▸ **EXERCISE DETAILS**:
When the line with "each element's own" appears below, start repeating lines exactly, and keep going through the line with "operands are integral."; add nothing outside that span.

(Stored data entries)
━━━

//! `data.huaweicloud_dns_zones`

use std::collections::BTreeMap;

use async_trait::async_trait;
use hwcloud_sdk::pagination::{LinkedPage, Pager};
use hwcloud_sdk::services::dns::{self, ListZoneOpts};
use serde_json::{Value, json};

use super::query_id;
use crate::config::Config;
use crate::error::{ProviderResult, ResultExt};
use crate::resource_data::ResourceData;
use crate::schema::{Schema, SchemaMap, Validator, region_schema};
use crate::traits::DataSource;

pub struct DnsZones;

/// `key1,value1|key2,value2`, the form the zone list API takes.
fn tags_query(tags: &BTreeMap<String, String>) -> Option<String> {
    (!tags.is_empty()).then(|| {
        tags.iter()
            .map(|(k, v)| format!("{k},{v}"))
            .collect::<Vec<_>>()
            .join("|")
    })
}

fn build_list_opts(cfg: &Config, d: &ResourceData) -> ListZoneOpts {
    let non_empty = |s: String| Some(s).filter(|s| !s.is_empty());
    ListZoneOpts {
        zone_type: d.get_string("zone_type"),
        name: non_empty(d.get_string("name")),
        status: non_empty(d.get_string("status")),
        tags: tags_query(&d.get_map("tags")),
        enterprise_project_id: non_empty(cfg.get_enterprise_project_id(d)),
        search_mode: non_empty(d.get_string("search_mode")),
        sort_key: non_empty(d.get_string("sort_key")),
        sort_dir: non_empty(d.get_string("sort_dir")),
        limit: 500,
    }
}

/// Narrow listed zones by ID, and by exact name in `equal` mode.
///
/// Names are compared without the trailing dot the API appends. In the default `like`
/// mode the API's own fuzzy match stands.
fn filter_zones(zones: Vec<Value>, zone_id: &str, name: &str, search_mode: &str) -> Vec<Value> {
    let exact = search_mode == "equal" && !name.is_empty();
    let want = name.trim_end_matches('.');
    zones
        .into_iter()
        .filter(|z| zone_id.is_empty() || z["id"].as_str() == Some(zone_id))
        .filter(|z| !exact || z["name"].as_str().map(|n| n.trim_end_matches('.')) == Some(want))
        .collect()
}

fn flatten_zone(z: &Value) -> Value {
    json!({
        "id": z["id"],
        "name": z["name"],
        "email": z["email"],
        "zone_type": z["zone_type"],
        "ttl": z["ttl"],
        "description": z["description"],
        "status": z["status"],
        "record_num": z["record_num"],
        "enterprise_project_id": z["enterprise_project_id"],
        "masters": z["masters"].as_array().cloned().unwrap_or_default(),
    })
}

#[async_trait]
impl DataSource for DnsZones {
    fn type_name(&self) -> &'static str {
        "huaweicloud_dns_zones"
    }

    fn schema(&self) -> SchemaMap {
        BTreeMap::from([
            ("region", region_schema()),
            (
                "zone_type",
                Schema::string()
                    .optional()
                    .default_value("public")
                    .validate(Validator::StringInSlice(&["public", "private"])),
            ),
            ("zone_id", Schema::string().optional()),
            ("name", Schema::string().optional()),
            (
                "search_mode",
                Schema::string()
                    .optional()
                    .validate(Validator::StringInSlice(&["like", "equal"])),
            ),
            ("status", Schema::string().optional()),
            (
                "sort_key",
                Schema::string()
                    .optional()
                    .validate(Validator::StringInSlice(&["name", "created_at", "updated_at"])),
            ),
            (
                "sort_dir",
                Schema::string()
                    .optional()
                    .validate(Validator::StringInSlice(&["asc", "desc"])),
            ),
            ("tags", Schema::map().optional()),
            ("enterprise_project_id", Schema::string().optional()),
            (
                "zones",
                Schema::block_list(BTreeMap::from([
                    ("id", Schema::string().computed()),
                    ("name", Schema::string().computed()),
                    ("email", Schema::string().computed()),
                    ("zone_type", Schema::string().computed()),
                    ("ttl", Schema::int().computed()),
                    ("description", Schema::string().computed()),
                    ("status", Schema::string().computed()),
                    ("record_num", Schema::int().computed()),
                    ("enterprise_project_id", Schema::string().computed()),
                    ("masters", Schema::list(Schema::string()).computed()),
                ]))
                .computed(),
            ),
        ])
    }

    async fn read(&self, cfg: &Config, d: &mut ResourceData) -> ProviderResult<()> {
        let region = cfg.get_region(d);
        let service = if d.get_string("zone_type") == "private" { "dns_region" } else { "dns" };
        let client = cfg
            .new_service_client(service, &region)
            .await
            .context("error creating DNS client")?;

        let url = dns::list_zones_url(&client, &build_list_opts(cfg, d))?;
        let zones = Pager::new(&client, url, LinkedPage::new("zones"))
            .all_items()
            .await
            .context("error retrieving DNS zones")?;
        let zones = filter_zones(
            zones,
            &d.get_string("zone_id"),
            &d.get_string("name"),
            &d.get_string("search_mode"),
        );
        log::debug!("{} DNS zones matched", zones.len());

        d.set_id(query_id());
        d.set("region", region)?;
        d.set("zones", zones.iter().map(flatten_zone).collect::<Vec<_>>())?;
        Ok(())
    }
}
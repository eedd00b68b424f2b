//! Live VPC API tests
//!
//! Run with:
//! ```bash
//! HW_ACCESS_KEY=xxx HW_SECRET_KEY=yyy HW_REGION_NAME=cn-north-4 HW_PROJECT_ID=zzz \
//!     cargo test -p hwcloud-sdk --test vpc_test -- --ignored --nocapture
//! ```

mod common;

use hwcloud_sdk::pagination::{MarkerPage, Pager};
use hwcloud_sdk::services::vpc::{self, CreateVpcOpts, ListSubnetOpts, UpdateVpcOpts};

const CREDENTIALS: [&str; 4] = ["HW_ACCESS_KEY", "HW_SECRET_KEY", "HW_REGION_NAME", "HW_PROJECT_ID"];

#[tokio::test]
#[ignore = "integration test: requires HW_ACCESS_KEY, HW_SECRET_KEY, HW_REGION_NAME and HW_PROJECT_ID"]
async fn test_vpc_crud() {
    skip_if_no_credentials!(CREDENTIALS[0], CREDENTIALS[1], CREDENTIALS[2], CREDENTIALS[3]);
    let client = require_ok!(common::client("vpc"));
    let name = common::test_name();

    let opts = CreateVpcOpts {
        name: name.clone(),
        cidr: Some("192.168.0.0/16".to_string()),
        ..Default::default()
    };
    let created = require_ok!(vpc::create_vpc(&client, &opts).await, "create VPC");
    let id = created["id"].as_str().unwrap().to_string();
    assert!(!id.is_empty(), "no ID in {created}");

    let fetched = vpc::get_vpc(&client, &id).await;
    let updated = vpc::update_vpc(
        &client,
        &id,
        &UpdateVpcOpts {
            name: format!("{name}-update"),
            ..Default::default()
        },
    )
    .await;

    require_ok!(vpc::delete_vpc(&client, &id).await, "delete VPC");

    let fetched = require_ok!(fetched);
    assert_eq!(fetched["name"], name.as_str());
    let updated = require_ok!(updated);
    assert_eq!(updated["name"], format!("{name}-update").as_str());
}

#[tokio::test]
#[ignore = "integration test: requires HW_ACCESS_KEY, HW_SECRET_KEY, HW_REGION_NAME and HW_PROJECT_ID"]
async fn test_get_missing_vpc_is_not_found() {
    skip_if_no_credentials!(CREDENTIALS[0], CREDENTIALS[1], CREDENTIALS[2], CREDENTIALS[3]);
    let client = require_ok!(common::client("vpc"));

    let err = vpc::get_vpc(&client, "00000000-0000-0000-0000-000000000000").await;
    assert!(err.as_ref().is_err_and(|e| e.is_not_found()), "{err:?}");
}

#[tokio::test]
#[ignore = "integration test: requires HW_ACCESS_KEY, HW_SECRET_KEY, HW_REGION_NAME and HW_PROJECT_ID"]
async fn test_list_subnets_pages_by_marker() {
    skip_if_no_credentials!(CREDENTIALS[0], CREDENTIALS[1], CREDENTIALS[2], CREDENTIALS[3]);
    let client = require_ok!(common::client("vpc"));

    let opts = ListSubnetOpts {
        limit: Some(1),
        ..Default::default()
    };
    let url = require_ok!(vpc::list_subnets_url(&client, &opts));
    let subnets = require_ok!(
        Pager::new(&client, url, MarkerPage::new("subnets").limit(1))
            .all_items()
            .await
    );
    println!("{} subnets", subnets.len());
    assert!(subnets.iter().all(|s| s["id"].is_string()));
}
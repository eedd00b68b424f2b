//! `data.huaweicloud_cbr_vaults`

use std::collections::BTreeMap;

use async_trait::async_trait;
use hwcloud_sdk::pagination::{OffsetPage, Pager};
use hwcloud_sdk::services::cbr::{self, ListVaultOpts};
use serde_json::{Value, json};

use super::query_id;
use crate::common::{flatten_tag_list, tags_value};
use crate::config::Config;
use crate::error::{ProviderResult, ResultExt};
use crate::filters::{filter_by_fields, filter_by_tags};
use crate::resource_data::ResourceData;
use crate::schema::{Schema, SchemaMap, Validator, region_schema};
use crate::traits::DataSource;

pub struct CbrVaults;

const PAGE_SIZE: u32 = 100;

fn build_list_opts(cfg: &Config, d: &ResourceData) -> ListVaultOpts {
    let non_empty = |s: String| Some(s).filter(|s| !s.is_empty());
    ListVaultOpts {
        name: non_empty(d.get_string("name")),
        object_type: non_empty(d.get_string("type")),
        protect_type: non_empty(d.get_string("protection_type")),
        status: non_empty(d.get_string("status")),
        enterprise_project_id: non_empty(cfg.get_enterprise_project_id(d)),
        limit: PAGE_SIZE,
    }
}

fn flatten_vault(v: &Value) -> Value {
    let billing = &v["billing"];
    json!({
        "id": v["id"],
        "name": v["name"],
        "type": billing["object_type"],
        "protection_type": billing["protect_type"],
        "consistent_level": billing["consistent_level"],
        "size": billing["size"],
        "allocated": billing["allocated"].as_f64().map(cbr::mb_to_gb),
        "used": billing["used"].as_f64().map(cbr::mb_to_gb),
        "status": billing["status"],
        "auto_bind": v["auto_bind"],
        "auto_expand": v["auto_expand"],
        "enterprise_project_id": v["enterprise_project_id"],
        "tags": tags_value(&flatten_tag_list(&v["tags"])),
    })
}

#[async_trait]
impl DataSource for CbrVaults {
    fn type_name(&self) -> &'static str {
        "huaweicloud_cbr_vaults"
    }

    fn schema(&self) -> SchemaMap {
        BTreeMap::from([
            ("region", region_schema()),
            ("name", Schema::string().optional()),
            (
                "type",
                Schema::string()
                    .optional()
                    .validate(Validator::StringInSlice(&["server", "disk", "turbo", "workspace"])),
            ),
            (
                "protection_type",
                Schema::string()
                    .optional()
                    .validate(Validator::StringInSlice(&["backup", "replication"])),
            ),
            ("consistent_level", Schema::string().optional()),
            ("status", Schema::string().optional()),
            ("enterprise_project_id", Schema::string().optional()),
            ("tags", Schema::map().optional()),
            (
                "vaults",
                Schema::block_list(BTreeMap::from([
                    ("id", Schema::string().computed()),
                    ("name", Schema::string().computed()),
                    ("type", Schema::string().computed()),
                    ("protection_type", Schema::string().computed()),
                    ("consistent_level", Schema::string().computed()),
                    ("size", Schema::int().computed()),
                    ("allocated", Schema::float().computed()),
                    ("used", Schema::float().computed()),
                    ("status", Schema::string().computed()),
                    ("auto_bind", Schema::bool().computed()),
                    ("auto_expand", Schema::bool().computed()),
                    ("enterprise_project_id", Schema::string().computed()),
                    ("tags", Schema::map().computed()),
                ]))
                .computed(),
            ),
        ])
    }

    async fn read(&self, cfg: &Config, d: &mut ResourceData) -> ProviderResult<()> {
        let region = cfg.get_region(d);
        let client = cfg
            .new_service_client("cbr", &region)
            .await
            .context("error creating CBR client")?;

        let url = cbr::list_vaults_url(&client, &build_list_opts(cfg, d))?;
        let items = Pager::new(&client, url, OffsetPage::new("vaults", PAGE_SIZE as usize).total_path("count"))
            .all_items()
            .await
            .context("error retrieving vaults")?;
        let items = filter_by_fields(
            items,
            &[
                ("name", d.get("name").clone()),
                ("billing.consistent_level", d.get("consistent_level").clone()),
            ],
        );
        let vaults = filter_by_tags(items, "tags", &d.get_map("tags"));

        d.set_id(query_id());
        d.set("region", region)?;
        d.set("vaults", vaults.iter().map(flatten_vault).collect::<Vec<_>>())?;
        Ok(())
    }
}
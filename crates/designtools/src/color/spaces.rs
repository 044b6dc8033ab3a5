//! HSV and RGB color values.
//!
//! ## Purpose
//!
//! Minimal color-space support for palette tooling: validated HSV/RGB value
//! types and conversions between them. All channels live on the closed unit
//! interval; hue is expressed in turns (1.0 is a full trip around the wheel)
//! rather than degrees.
//!
//! ## Design notes
//!
//! * **Validation**: Constructors check every channel against the closed
//!   unit range and report the offending channel by name.
//! * **Conversion**: Sector-based HSV<->RGB; exact for the six primary and
//!   secondary anchor colors.
//! * **Type-Safe**: Generic over `Float` types for flexible precision.
//!
//! ## Non-goals
//!
//! * No perceptual spaces (Lab, LCh), no gamma handling, no alpha channel.

// External dependencies
use num_traits::Float;

// Internal dependencies
use crate::math::range::Range;
use crate::primitives::errors::DesignToolsError;

// ============================================================================
// Value Types
// ============================================================================

/// A color in HSV space, every channel on `[0, 1]`.
#[derive(Debug, Clone, Copy, PartialEq)]
pub struct Hsv<T> {
    hue: T,
    saturation: T,
    value: T,
}

/// A color in RGB space, every channel on `[0, 1]`.
#[derive(Debug, Clone, Copy, PartialEq)]
pub struct Rgb<T> {
    red: T,
    green: T,
    blue: T,
}

// ============================================================================
// Constructors
// ============================================================================

/// Builds an HSV color, validating every channel against `[0, 1]`.
///
/// # Errors
///
/// [`DesignToolsError::InvalidChannel`] naming the first channel that falls
/// outside the closed unit interval.
pub fn hsv_color<T: Float>(
    hue: T,
    saturation: T,
    value: T,
) -> Result<Hsv<T>, DesignToolsError> {
    let unit = Range::with_bounds(T::zero(), T::one(), true, true)?;

    for (channel, sample) in [("hue", hue), ("saturation", saturation), ("value", value)] {
        if !unit.contains(sample) {
            return Err(DesignToolsError::InvalidChannel {
                channel,
                value: sample.to_f64().unwrap_or(f64::NAN),
            });
        }
    }

    Ok(Hsv {
        hue,
        saturation,
        value,
    })
}

/// Builds an RGB color, validating every channel against `[0, 1]`.
///
/// # Errors
///
/// [`DesignToolsError::InvalidChannel`] naming the first channel that falls
/// outside the closed unit interval.
pub fn rgb_color<T: Float>(red: T, green: T, blue: T) -> Result<Rgb<T>, DesignToolsError> {
    let unit = Range::with_bounds(T::zero(), T::one(), true, true)?;

    for (channel, sample) in [("red", red), ("green", green), ("blue", blue)] {
        if !unit.contains(sample) {
            return Err(DesignToolsError::InvalidChannel {
                channel,
                value: sample.to_f64().unwrap_or(f64::NAN),
            });
        }
    }

    Ok(Rgb { red, green, blue })
}

// ============================================================================
// HSV
// ============================================================================

impl<T: Float> Hsv<T> {
    /// The hue channel, in turns.
    #[inline]
    pub fn hue(&self) -> T {
        self.hue
    }

    /// The saturation channel.
    #[inline]
    pub fn saturation(&self) -> T {
        self.saturation
    }

    /// The value (brightness) channel.
    #[inline]
    pub fn value(&self) -> T {
        self.value
    }

    /// Converts to RGB using the standard sector decomposition.
    pub fn to_rgb(&self) -> Rgb<T> {
        // Zero saturation collapses to the gray axis.
        if self.saturation == T::zero() {
            return Rgb {
                red: self.value,
                green: self.value,
                blue: self.value,
            };
        }

        let six = T::from(6.0).unwrap_or(T::one());
        let scaled = self.hue * six;
        let sector = scaled.floor();
        let fraction = scaled - sector;

        let p = self.value * (T::one() - self.saturation);
        let q = self.value * (T::one() - self.saturation * fraction);
        let t = self.value * (T::one() - self.saturation * (T::one() - fraction));

        // A hue of exactly 1.0 lands in sector 6, which wraps back to red.
        let (red, green, blue) = match sector.to_i32().unwrap_or(0).rem_euclid(6) {
            0 => (self.value, t, p),
            1 => (q, self.value, p),
            2 => (p, self.value, t),
            3 => (p, q, self.value),
            4 => (t, p, self.value),
            _ => (self.value, p, q),
        };

        Rgb { red, green, blue }
    }
}

// ============================================================================
// RGB
// ============================================================================

impl<T: Float> Rgb<T> {
    /// The red channel.
    #[inline]
    pub fn red(&self) -> T {
        self.red
    }

    /// The green channel.
    #[inline]
    pub fn green(&self) -> T {
        self.green
    }

    /// The blue channel.
    #[inline]
    pub fn blue(&self) -> T {
        self.blue
    }

    /// Converts to HSV via the max/min/delta decomposition.
    pub fn to_hsv(&self) -> Hsv<T> {
        let max = self.red.max(self.green).max(self.blue);
        let min = self.red.min(self.green).min(self.blue);
        let delta = max - min;

        let value = max;
        let saturation = if max == T::zero() {
            T::zero()
        } else {
            delta / max
        };

        let hue = if delta == T::zero() {
            T::zero()
        } else {
            let two = T::one() + T::one();
            let four = two + two;
            let six = two + four;

            let segment = if max == self.red {
                ((self.green - self.blue) / delta) % six
            } else if max == self.green {
                (self.blue - self.red) / delta + two
            } else {
                (self.red - self.green) / delta + four
            };

            let hue = segment / six;
            if hue < T::zero() {
                hue + T::one()
            } else {
                hue
            }
        };

        Hsv {
            hue,
            saturation,
            value,
        }
    }
}
//! Tagged numeric values with per-element type preservation.
//!
//! ## Purpose
//!
//! Design-tool sequences freely mix integral and floating-point members, and
//! the transforms are contractually obliged to keep each element's own
//! numeric identity: an integer that passes through untouched must come out
//! an integer. This module provides the tagged value that carries that
//! identity.
//!
//! ## Design notes
//!
//! * **Promotion rules**: Division always produces a float (true division).
//!   Multiplication keeps integers integral when both operands are integral.
//!   The flooring remainder keeps integers integral for integral operands.
//! * **Equality**: Comparisons are numeric across variants, so
//!   `Int(27) == Float(27.0)` holds and `Int(382) >= Float(360.0)` orders as
//!   expected.
//! * **Overflow**: Integer products that overflow `i64` fall back to the
//!   floating-point product rather than wrapping.
//!
//! ## Non-goals
//!
//! * No arbitrary-precision arithmetic.
//! * No implicit narrowing back from float to integer.

// External dependencies
use core::cmp::Ordering;
use core::fmt::{Display, Formatter, Result};
use core::ops::{Div, Mul};

// ============================================================================
// Number
// ============================================================================

/// A numeric value that is either integral or floating-point.
///
/// Sequence transforms operate on slices of `Number` and decide per element
/// whether the result stays integral or becomes a float.
#[derive(Debug, Clone, Copy)]
pub enum Number {
    /// An integral value.
    Int(i64),

    /// A floating-point value.
    Float(f64),
}

impl Number {
    /// Returns the value as an `f64`, widening integral values.
    #[inline]
    pub fn as_f64(&self) -> f64 {
        match self {
            Self::Int(value) => *value as f64,
            Self::Float(value) => *value,
        }
    }

    /// Returns `true` for the integral variant.
    #[inline]
    pub const fn is_int(&self) -> bool {
        matches!(self, Self::Int(_))
    }

    /// Flooring remainder of `self` divided by `modulus`.
    ///
    /// The result lies in `[0, modulus)` and takes the sign of the modulus.
    /// Integral operands produce an integral result; any float operand
    /// produces a float.
    ///
    /// # Panics
    ///
    /// Panics if both operands are integral and `modulus` is zero. Callers
    /// validate the modulus first (see `fmod_sequence`).
    pub fn rem_floor(self, modulus: Number) -> Number {
        match (self, modulus) {
            (Self::Int(value), Self::Int(modulus)) => {
                let remainder = value % modulus;
                if remainder != 0 && ((remainder < 0) != (modulus < 0)) {
                    Self::Int(remainder + modulus)
                } else {
                    Self::Int(remainder)
                }
            }
            _ => {
                let modulus = modulus.as_f64();
                let remainder = self.as_f64() % modulus;
                if remainder != 0.0 && ((remainder < 0.0) != (modulus < 0.0)) {
                    Self::Float(remainder + modulus)
                } else {
                    Self::Float(remainder)
                }
            }
        }
    }
}

// ============================================================================
// Comparison
// ============================================================================

impl PartialEq for Number {
    fn eq(&self, other: &Self) -> bool {
        match (self, other) {
            (Self::Int(a), Self::Int(b)) => a == b,
            (Self::Float(a), Self::Float(b)) => a == b,
            (Self::Int(a), Self::Float(b)) | (Self::Float(b), Self::Int(a)) => {
                (*a as f64) == *b
            }
        }
    }
}

impl PartialOrd for Number {
    fn partial_cmp(&self, other: &Self) -> Option<Ordering> {
        match (self, other) {
            (Self::Int(a), Self::Int(b)) => Some(a.cmp(b)),
            _ => self.as_f64().partial_cmp(&other.as_f64()),
        }
    }
}

// ============================================================================
// Arithmetic
// ============================================================================

impl Mul for Number {
    type Output = Self;

    fn mul(self, rhs: Self) -> Self {
        match (self, rhs) {
            (Self::Int(a), Self::Int(b)) => a
                .checked_mul(b)
                .map(Self::Int)
                .unwrap_or_else(|| Self::Float(a as f64 * b as f64)),
            _ => Self::Float(self.as_f64() * rhs.as_f64()),
        }
    }
}

impl Div for Number {
    type Output = Self;

    // True division: the result is always floating-point.
    fn div(self, rhs: Self) -> Self {
        Self::Float(self.as_f64() / rhs.as_f64())
    }
}

// ============================================================================
// Conversions & Formatting
// ============================================================================

impl From<i64> for Number {
    #[inline]
    fn from(value: i64) -> Self {
        Self::Int(value)
    }
}

impl From<i32> for Number {
    #[inline]
    fn from(value: i32) -> Self {
        Self::Int(value as i64)
    }
}

impl From<f64> for Number {
    #[inline]
    fn from(value: f64) -> Self {
        Self::Float(value)
    }
}

impl From<f32> for Number {
    #[inline]
    fn from(value: f32) -> Self {
        Self::Float(value as f64)
    }
}

impl Display for Number {
    fn fmt(&self, f: &mut Formatter<'_>) -> Result {
        match self {
            Self::Int(value) => write!(f, "{value}"),
            Self::Float(value) => write!(f, "{value}"),
        }
    }
}
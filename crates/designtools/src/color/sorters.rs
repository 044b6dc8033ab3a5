//! Sort keys for ordering colors.
//!
//! ## Purpose
//!
//! Key functions for sorting palettes by a single HSV channel. Each function
//! extracts one channel; callers pair it with `sort_by` and a partial-order
//! comparator (`partial_cmp(..).unwrap_or(Equal)`).

// External dependencies
use num_traits::Float;

// Internal dependencies
use crate::color::spaces::Hsv;

/// Sort key: the hue channel.
#[inline]
pub fn hue_key<T: Float>(color: &Hsv<T>) -> T {
    color.hue()
}

/// Sort key: the saturation channel.
#[inline]
pub fn saturation_key<T: Float>(color: &Hsv<T>) -> T {
    color.saturation()
}

/// Sort key: the value (brightness) channel.
#[inline]
pub fn value_key<T: Float>(color: &Hsv<T>) -> T {
    color.value()
}
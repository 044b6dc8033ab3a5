//! Derives a modular size scale and a wrapped hue wheel.
//!
//! Run with: `cargo run --example modular_scale`

use designtools::prelude::*;

fn main() -> Result<(), DesignToolsError> {
    // A minor-third ladder around a 16px base, three steps each way.
    let ladder = ratio_sequence(Number::from(16.0), Number::from(1.2), 3)?;
    let sizes = round_sequence(&ladder, Some(2));

    println!("size scale:");
    for size in &sizes {
        println!("  {size}px");
    }

    // Hue angles spun past a full circle wrap back onto the wheel.
    let angles = [
        Number::from(30),
        Number::from(150),
        Number::from(270),
        Number::from(390),
        Number::from(510),
    ];
    let wheel = fmod_sequence(&angles, Number::from(360))?;

    println!("hue wheel:");
    let warm = Range::new(0.0, 90.0)?;
    for angle in &wheel {
        let label = if warm.contains(angle.as_f64()) {
            "warm"
        } else {
            "cool"
        };
        println!("  {angle}° ({label})");
    }

    // An accent color picked off the wheel.
    let accent = hsv_color(0.58, 0.65, 0.95)?;
    let rgb = accent.to_rgb();
    println!(
        "accent: rgb({:.3}, {:.3}, {:.3})",
        rgb.red(),
        rgb.green(),
        rgb.blue()
    );

    Ok(())
}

━━━

▸ **ANSWER BOX**:
//! the transforms are contractually obliged to keep each element's own
//! numeric identity: an integer that passes through untouched must come out
//! an integer. This module provides the tagged value that carries that
//! identity.
//!
//! ## Design notes
//!
//! * **Promotion rules**: Division always produces a float (true division).
//!   Multiplication keeps integers integral when both operands are integral.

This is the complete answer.